══ Supplied entries ══

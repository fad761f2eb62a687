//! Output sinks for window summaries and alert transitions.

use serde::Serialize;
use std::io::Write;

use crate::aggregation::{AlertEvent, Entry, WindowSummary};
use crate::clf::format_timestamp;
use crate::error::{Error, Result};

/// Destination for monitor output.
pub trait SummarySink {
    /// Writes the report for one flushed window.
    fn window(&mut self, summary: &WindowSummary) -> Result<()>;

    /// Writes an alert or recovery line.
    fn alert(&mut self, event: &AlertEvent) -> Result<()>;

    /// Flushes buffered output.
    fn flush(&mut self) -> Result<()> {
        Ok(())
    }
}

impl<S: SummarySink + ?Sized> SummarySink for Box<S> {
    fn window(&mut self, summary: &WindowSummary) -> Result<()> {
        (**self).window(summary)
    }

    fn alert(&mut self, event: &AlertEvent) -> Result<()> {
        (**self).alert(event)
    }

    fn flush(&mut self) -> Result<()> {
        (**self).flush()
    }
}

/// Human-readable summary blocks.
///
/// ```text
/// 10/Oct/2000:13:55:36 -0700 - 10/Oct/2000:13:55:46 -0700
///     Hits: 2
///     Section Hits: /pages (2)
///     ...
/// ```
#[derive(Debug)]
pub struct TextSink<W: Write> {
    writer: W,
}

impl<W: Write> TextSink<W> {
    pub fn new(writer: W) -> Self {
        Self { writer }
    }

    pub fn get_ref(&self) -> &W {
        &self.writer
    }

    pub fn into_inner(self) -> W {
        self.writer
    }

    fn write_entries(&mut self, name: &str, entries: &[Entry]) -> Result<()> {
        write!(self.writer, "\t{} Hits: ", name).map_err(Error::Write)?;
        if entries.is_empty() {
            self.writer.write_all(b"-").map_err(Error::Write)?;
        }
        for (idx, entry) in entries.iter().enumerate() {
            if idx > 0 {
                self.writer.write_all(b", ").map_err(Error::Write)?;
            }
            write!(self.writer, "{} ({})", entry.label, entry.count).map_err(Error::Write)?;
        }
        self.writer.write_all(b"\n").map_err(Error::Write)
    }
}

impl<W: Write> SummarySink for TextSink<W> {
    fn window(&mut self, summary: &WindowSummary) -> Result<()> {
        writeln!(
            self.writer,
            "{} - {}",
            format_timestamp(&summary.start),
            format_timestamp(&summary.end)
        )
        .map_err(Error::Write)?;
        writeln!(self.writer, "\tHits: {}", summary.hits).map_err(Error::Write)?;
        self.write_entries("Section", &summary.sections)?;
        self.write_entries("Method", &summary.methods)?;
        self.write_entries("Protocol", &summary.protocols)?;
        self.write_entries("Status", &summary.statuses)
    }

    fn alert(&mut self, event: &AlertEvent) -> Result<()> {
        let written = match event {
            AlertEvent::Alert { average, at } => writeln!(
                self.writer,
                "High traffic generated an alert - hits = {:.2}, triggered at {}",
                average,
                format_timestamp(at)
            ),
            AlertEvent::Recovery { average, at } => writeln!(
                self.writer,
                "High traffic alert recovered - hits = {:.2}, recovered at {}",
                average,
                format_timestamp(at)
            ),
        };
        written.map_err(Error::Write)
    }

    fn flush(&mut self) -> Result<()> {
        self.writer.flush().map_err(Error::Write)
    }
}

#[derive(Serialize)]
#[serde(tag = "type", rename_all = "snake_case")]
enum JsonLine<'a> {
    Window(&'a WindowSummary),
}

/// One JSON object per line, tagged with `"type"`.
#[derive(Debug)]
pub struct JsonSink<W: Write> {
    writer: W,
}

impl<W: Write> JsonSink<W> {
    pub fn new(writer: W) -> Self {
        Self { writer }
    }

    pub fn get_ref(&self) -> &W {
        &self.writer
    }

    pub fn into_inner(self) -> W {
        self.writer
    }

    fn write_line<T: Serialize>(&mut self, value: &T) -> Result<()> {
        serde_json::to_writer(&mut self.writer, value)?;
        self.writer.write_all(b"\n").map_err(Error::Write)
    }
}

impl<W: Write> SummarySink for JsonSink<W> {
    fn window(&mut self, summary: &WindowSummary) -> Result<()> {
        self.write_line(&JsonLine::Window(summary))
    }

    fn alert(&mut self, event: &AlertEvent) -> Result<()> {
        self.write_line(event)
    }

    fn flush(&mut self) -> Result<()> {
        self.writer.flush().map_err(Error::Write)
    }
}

═══

_Task statement_
Return one number, the count of lines in the records holding the word "type".

_Response to this task_
2